[EXERCISE] In the records that follow, locate every line with "exceeds" and extract it.

[RECORDS FOR THIS EXERCISE]
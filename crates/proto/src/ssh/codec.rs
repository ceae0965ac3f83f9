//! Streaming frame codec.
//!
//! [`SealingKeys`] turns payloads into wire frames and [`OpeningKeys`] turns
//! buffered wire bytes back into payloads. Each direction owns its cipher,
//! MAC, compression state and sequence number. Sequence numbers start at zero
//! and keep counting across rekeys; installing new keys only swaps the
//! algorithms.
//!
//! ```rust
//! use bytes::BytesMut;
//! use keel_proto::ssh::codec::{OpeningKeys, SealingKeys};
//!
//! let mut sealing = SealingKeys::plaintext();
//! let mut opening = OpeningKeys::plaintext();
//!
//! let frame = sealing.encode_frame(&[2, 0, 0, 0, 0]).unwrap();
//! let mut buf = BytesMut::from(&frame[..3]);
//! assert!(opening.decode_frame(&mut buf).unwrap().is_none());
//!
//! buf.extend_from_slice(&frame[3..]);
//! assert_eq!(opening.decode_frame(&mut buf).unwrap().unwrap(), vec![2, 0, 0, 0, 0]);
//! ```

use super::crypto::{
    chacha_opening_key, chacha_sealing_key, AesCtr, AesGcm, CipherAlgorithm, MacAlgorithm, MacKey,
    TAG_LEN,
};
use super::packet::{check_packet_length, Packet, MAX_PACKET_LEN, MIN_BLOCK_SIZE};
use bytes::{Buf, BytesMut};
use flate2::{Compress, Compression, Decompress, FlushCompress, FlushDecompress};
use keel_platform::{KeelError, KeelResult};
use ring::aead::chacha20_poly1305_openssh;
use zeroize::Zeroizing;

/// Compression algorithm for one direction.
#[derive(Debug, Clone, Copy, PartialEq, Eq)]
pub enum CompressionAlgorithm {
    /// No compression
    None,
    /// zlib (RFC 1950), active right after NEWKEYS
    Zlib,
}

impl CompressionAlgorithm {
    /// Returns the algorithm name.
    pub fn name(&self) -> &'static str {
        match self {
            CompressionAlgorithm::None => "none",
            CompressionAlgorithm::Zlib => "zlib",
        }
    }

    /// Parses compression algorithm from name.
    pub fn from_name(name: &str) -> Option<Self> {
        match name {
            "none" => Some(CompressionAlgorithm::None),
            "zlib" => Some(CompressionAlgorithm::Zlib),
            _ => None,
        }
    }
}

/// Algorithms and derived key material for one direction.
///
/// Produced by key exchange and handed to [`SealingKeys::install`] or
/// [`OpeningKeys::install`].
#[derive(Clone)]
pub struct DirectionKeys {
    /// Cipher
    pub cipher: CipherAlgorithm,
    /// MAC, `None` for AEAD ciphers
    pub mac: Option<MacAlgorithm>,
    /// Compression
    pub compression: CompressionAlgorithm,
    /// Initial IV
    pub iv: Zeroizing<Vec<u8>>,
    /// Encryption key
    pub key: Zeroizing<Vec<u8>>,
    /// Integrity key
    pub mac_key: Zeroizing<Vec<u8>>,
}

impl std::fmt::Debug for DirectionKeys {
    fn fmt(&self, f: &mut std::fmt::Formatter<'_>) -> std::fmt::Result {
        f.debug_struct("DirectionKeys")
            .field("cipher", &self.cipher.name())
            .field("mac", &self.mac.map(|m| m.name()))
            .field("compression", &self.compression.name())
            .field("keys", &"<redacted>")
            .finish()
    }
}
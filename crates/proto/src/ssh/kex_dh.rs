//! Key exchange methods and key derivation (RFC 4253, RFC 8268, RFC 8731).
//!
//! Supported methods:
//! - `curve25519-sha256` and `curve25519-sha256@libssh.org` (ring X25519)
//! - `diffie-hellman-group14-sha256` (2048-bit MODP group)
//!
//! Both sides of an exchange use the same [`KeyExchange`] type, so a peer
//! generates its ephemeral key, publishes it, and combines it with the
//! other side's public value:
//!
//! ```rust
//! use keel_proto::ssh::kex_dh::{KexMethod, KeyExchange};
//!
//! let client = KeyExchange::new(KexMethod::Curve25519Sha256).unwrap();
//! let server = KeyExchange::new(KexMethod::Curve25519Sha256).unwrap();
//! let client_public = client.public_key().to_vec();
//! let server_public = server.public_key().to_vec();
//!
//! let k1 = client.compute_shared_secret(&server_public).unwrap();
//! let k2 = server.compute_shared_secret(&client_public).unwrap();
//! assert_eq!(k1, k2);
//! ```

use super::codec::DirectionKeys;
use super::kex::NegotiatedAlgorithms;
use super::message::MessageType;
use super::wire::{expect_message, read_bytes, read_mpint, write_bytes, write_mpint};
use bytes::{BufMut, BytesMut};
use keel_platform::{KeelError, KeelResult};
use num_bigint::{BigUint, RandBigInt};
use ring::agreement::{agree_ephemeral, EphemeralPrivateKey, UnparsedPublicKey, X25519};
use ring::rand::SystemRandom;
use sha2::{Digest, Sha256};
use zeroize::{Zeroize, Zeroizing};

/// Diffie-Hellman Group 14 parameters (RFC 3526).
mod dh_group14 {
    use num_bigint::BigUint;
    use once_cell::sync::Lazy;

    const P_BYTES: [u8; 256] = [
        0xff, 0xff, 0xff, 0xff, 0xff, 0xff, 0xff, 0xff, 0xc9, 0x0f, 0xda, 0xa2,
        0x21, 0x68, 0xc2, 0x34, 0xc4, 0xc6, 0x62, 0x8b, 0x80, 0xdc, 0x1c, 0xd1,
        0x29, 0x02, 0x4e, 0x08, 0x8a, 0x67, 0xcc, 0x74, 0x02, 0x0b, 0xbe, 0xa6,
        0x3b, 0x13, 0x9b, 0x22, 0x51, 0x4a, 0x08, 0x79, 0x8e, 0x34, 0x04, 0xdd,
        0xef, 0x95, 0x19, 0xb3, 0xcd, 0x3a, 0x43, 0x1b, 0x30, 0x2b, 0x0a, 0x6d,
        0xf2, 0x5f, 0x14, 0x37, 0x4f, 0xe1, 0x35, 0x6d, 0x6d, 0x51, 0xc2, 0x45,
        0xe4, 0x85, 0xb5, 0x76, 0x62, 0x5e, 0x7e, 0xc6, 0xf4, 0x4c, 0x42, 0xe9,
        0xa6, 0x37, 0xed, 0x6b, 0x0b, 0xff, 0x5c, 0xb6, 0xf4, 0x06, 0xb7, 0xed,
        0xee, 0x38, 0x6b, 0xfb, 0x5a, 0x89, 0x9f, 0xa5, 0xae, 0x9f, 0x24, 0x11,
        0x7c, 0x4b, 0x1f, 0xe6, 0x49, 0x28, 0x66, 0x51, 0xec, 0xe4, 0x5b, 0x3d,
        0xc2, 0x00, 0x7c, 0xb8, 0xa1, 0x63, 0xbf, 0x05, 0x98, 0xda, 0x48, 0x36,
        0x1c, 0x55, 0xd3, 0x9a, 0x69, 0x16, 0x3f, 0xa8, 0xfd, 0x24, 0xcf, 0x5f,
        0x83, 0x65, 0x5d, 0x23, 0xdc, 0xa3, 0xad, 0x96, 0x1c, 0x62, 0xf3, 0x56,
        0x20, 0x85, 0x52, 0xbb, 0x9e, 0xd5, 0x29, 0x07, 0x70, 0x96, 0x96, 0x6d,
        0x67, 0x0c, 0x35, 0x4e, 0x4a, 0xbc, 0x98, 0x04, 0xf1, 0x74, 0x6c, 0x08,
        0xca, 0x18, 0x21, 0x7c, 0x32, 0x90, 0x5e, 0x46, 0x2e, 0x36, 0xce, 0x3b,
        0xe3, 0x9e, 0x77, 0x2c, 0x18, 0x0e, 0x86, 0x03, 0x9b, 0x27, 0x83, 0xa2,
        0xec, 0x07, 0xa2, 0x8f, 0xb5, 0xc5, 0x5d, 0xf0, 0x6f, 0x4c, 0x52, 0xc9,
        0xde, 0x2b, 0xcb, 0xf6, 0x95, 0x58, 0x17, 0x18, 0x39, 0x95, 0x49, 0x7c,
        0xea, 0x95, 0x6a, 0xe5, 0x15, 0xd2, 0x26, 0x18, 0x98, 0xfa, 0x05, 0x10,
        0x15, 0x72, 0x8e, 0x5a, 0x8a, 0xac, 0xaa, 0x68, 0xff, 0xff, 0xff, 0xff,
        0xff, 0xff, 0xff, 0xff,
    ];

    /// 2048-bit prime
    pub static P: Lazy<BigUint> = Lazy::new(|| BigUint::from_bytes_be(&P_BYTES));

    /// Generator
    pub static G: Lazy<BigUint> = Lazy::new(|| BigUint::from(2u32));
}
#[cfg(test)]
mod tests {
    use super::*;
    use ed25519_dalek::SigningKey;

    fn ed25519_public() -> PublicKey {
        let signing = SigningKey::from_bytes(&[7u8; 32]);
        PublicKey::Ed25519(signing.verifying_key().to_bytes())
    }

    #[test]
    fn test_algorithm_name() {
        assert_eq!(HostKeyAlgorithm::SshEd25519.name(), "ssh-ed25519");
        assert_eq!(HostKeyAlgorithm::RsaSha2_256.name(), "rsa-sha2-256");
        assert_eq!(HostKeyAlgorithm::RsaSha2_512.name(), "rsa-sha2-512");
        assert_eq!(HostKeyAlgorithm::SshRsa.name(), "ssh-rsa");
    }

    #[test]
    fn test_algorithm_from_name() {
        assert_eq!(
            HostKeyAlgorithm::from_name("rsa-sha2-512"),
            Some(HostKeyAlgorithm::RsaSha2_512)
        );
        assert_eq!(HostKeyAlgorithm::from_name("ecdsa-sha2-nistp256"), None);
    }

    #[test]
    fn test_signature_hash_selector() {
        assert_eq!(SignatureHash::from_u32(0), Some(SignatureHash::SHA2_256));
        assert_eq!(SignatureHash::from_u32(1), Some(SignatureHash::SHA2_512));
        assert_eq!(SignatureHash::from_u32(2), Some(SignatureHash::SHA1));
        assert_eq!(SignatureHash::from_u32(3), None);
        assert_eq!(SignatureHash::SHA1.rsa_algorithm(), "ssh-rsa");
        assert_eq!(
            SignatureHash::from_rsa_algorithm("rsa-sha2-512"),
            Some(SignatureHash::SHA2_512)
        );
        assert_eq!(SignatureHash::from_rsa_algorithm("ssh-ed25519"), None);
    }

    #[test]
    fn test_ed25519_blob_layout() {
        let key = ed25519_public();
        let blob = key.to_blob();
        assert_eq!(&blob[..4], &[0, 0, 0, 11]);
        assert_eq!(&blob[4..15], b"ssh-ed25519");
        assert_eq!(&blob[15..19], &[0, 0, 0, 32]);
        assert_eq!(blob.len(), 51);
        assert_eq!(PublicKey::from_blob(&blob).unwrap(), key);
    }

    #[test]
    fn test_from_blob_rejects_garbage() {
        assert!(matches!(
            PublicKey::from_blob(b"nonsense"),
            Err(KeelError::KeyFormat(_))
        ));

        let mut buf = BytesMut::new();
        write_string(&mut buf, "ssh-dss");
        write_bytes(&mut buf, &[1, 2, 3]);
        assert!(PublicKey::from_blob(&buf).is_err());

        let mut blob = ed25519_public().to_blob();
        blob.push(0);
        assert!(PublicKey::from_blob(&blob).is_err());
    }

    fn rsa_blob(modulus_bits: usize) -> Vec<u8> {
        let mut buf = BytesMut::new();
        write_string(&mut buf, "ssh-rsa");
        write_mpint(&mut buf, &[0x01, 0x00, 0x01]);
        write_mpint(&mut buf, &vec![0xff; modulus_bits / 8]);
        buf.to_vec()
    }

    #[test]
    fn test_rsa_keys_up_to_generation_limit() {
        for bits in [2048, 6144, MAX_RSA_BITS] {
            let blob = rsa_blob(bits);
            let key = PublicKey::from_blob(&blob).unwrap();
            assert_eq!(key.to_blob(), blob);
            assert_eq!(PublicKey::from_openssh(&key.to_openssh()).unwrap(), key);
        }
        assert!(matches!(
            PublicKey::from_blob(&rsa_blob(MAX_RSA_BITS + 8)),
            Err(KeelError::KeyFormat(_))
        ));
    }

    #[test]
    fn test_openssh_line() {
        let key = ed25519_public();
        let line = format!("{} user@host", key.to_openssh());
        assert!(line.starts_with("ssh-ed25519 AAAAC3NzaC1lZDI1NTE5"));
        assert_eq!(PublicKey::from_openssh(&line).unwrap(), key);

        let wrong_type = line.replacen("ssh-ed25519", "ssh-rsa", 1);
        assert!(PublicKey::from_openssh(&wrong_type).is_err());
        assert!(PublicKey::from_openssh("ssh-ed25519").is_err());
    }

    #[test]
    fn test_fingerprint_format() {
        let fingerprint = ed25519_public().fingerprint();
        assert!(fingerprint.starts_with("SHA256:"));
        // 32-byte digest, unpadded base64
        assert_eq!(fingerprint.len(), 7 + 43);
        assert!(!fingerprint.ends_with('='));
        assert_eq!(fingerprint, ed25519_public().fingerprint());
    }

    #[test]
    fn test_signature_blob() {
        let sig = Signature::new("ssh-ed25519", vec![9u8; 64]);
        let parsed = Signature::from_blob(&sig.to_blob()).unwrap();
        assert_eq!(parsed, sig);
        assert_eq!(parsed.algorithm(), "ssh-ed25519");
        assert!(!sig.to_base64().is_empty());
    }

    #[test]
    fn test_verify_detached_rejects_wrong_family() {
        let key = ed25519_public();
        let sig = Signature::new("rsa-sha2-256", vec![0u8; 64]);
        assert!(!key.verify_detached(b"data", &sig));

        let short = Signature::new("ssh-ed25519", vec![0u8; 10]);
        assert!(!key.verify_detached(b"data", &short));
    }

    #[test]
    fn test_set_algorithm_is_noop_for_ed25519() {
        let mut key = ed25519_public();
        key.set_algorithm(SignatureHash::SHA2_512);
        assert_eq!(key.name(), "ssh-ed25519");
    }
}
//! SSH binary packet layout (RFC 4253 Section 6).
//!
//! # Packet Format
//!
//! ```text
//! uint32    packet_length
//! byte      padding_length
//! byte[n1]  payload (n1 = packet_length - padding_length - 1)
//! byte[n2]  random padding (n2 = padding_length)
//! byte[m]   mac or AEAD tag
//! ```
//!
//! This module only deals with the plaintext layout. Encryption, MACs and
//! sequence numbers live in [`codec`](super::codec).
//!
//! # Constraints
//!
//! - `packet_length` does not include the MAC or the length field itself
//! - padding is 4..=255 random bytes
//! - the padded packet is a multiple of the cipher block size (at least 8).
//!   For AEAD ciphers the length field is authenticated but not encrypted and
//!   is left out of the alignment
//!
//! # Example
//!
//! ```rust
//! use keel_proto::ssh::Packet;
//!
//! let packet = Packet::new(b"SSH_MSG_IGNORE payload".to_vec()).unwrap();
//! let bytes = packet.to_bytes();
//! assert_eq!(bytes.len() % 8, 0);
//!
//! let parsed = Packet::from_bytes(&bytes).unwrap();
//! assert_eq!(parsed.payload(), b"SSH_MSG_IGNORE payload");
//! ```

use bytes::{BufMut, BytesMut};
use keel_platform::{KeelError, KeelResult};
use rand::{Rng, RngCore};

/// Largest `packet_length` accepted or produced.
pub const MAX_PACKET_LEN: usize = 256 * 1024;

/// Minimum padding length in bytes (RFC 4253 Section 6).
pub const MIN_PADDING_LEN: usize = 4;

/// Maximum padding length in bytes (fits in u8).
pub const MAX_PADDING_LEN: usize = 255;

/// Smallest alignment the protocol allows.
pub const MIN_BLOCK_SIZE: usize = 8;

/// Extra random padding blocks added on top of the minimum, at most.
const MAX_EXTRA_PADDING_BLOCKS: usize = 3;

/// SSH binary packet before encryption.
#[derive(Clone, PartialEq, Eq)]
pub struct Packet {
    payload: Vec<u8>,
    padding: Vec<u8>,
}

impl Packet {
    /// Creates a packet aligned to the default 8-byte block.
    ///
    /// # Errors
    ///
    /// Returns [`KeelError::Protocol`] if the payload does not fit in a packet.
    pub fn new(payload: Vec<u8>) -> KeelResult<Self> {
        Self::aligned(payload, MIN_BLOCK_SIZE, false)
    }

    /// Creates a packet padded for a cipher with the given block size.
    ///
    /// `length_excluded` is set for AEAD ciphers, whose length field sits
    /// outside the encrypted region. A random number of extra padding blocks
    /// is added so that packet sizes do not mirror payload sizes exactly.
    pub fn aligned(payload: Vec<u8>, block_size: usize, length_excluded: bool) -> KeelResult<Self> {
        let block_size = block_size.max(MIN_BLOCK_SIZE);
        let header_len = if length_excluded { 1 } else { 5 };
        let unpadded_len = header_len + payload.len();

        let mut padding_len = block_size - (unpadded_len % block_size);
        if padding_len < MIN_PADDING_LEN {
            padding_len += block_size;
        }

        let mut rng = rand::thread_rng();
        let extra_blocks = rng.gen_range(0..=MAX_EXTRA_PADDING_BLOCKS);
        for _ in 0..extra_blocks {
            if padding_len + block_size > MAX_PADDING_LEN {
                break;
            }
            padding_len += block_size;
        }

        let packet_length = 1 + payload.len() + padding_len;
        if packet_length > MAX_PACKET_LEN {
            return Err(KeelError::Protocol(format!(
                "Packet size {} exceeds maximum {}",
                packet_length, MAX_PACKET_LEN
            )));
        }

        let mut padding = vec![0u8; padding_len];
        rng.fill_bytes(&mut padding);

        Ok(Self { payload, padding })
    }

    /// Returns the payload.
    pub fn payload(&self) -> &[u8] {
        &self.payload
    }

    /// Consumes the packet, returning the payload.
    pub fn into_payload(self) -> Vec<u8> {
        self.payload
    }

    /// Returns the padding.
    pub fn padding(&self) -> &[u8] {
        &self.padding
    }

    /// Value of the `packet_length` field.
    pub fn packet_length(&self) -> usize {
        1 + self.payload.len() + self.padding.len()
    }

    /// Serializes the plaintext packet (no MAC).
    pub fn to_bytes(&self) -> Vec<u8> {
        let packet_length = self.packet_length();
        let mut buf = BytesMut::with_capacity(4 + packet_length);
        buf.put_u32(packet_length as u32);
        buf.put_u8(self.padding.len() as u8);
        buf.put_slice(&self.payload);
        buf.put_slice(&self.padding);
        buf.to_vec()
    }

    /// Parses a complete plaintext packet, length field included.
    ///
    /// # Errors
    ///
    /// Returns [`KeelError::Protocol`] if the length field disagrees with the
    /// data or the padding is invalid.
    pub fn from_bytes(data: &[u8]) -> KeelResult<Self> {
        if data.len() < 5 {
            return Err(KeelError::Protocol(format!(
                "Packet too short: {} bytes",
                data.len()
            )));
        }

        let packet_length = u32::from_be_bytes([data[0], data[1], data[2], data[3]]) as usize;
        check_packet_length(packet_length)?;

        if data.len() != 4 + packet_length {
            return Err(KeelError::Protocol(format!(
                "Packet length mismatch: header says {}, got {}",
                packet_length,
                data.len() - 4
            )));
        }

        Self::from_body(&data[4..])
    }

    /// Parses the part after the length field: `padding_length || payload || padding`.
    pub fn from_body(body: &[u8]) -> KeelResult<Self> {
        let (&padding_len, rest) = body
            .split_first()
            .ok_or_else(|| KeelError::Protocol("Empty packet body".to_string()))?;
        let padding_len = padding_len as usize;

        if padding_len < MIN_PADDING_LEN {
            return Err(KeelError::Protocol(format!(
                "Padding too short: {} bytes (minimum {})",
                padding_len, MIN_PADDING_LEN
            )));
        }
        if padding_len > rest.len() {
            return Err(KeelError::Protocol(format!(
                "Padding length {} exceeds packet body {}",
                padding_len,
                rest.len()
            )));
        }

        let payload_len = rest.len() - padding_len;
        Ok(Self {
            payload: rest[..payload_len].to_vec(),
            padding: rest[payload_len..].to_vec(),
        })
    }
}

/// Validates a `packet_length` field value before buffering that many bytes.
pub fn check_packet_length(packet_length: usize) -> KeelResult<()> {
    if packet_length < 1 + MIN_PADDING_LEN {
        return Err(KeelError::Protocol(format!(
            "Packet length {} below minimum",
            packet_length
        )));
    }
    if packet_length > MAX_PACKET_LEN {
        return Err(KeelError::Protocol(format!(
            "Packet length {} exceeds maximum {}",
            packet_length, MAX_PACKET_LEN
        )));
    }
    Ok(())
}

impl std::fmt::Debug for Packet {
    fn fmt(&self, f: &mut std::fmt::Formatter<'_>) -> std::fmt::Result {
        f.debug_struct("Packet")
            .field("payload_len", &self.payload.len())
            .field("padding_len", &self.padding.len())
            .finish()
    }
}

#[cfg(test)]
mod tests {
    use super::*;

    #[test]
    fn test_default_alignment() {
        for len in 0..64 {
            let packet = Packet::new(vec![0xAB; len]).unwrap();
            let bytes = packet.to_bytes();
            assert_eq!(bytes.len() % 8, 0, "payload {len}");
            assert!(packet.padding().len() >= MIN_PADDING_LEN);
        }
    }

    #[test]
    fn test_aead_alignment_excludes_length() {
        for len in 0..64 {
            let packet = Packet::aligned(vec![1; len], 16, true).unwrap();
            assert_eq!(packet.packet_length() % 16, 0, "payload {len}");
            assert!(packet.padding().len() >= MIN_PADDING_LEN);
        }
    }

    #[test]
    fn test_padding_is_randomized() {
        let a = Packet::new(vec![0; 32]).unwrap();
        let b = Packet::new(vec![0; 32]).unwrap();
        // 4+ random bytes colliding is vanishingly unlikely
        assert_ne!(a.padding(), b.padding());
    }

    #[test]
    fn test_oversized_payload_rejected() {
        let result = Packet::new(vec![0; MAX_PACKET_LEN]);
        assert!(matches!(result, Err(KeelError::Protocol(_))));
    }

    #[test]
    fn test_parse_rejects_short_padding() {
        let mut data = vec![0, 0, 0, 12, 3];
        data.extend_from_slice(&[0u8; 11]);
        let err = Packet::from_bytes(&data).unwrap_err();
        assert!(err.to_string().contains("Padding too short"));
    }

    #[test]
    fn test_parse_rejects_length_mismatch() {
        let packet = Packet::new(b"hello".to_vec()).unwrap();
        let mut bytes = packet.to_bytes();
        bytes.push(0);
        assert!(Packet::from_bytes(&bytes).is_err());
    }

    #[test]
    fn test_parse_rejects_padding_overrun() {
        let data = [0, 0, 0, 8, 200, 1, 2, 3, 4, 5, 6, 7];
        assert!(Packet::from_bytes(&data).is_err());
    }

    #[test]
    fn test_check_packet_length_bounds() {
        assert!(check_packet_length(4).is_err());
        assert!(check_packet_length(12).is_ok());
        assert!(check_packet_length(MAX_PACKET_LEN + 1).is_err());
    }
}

[COMPLETED TASK]
                "Packet size {} exceeds maximum {}",
                "Padding length {} exceeds packet body {}",
            "Packet length {} exceeds maximum {}",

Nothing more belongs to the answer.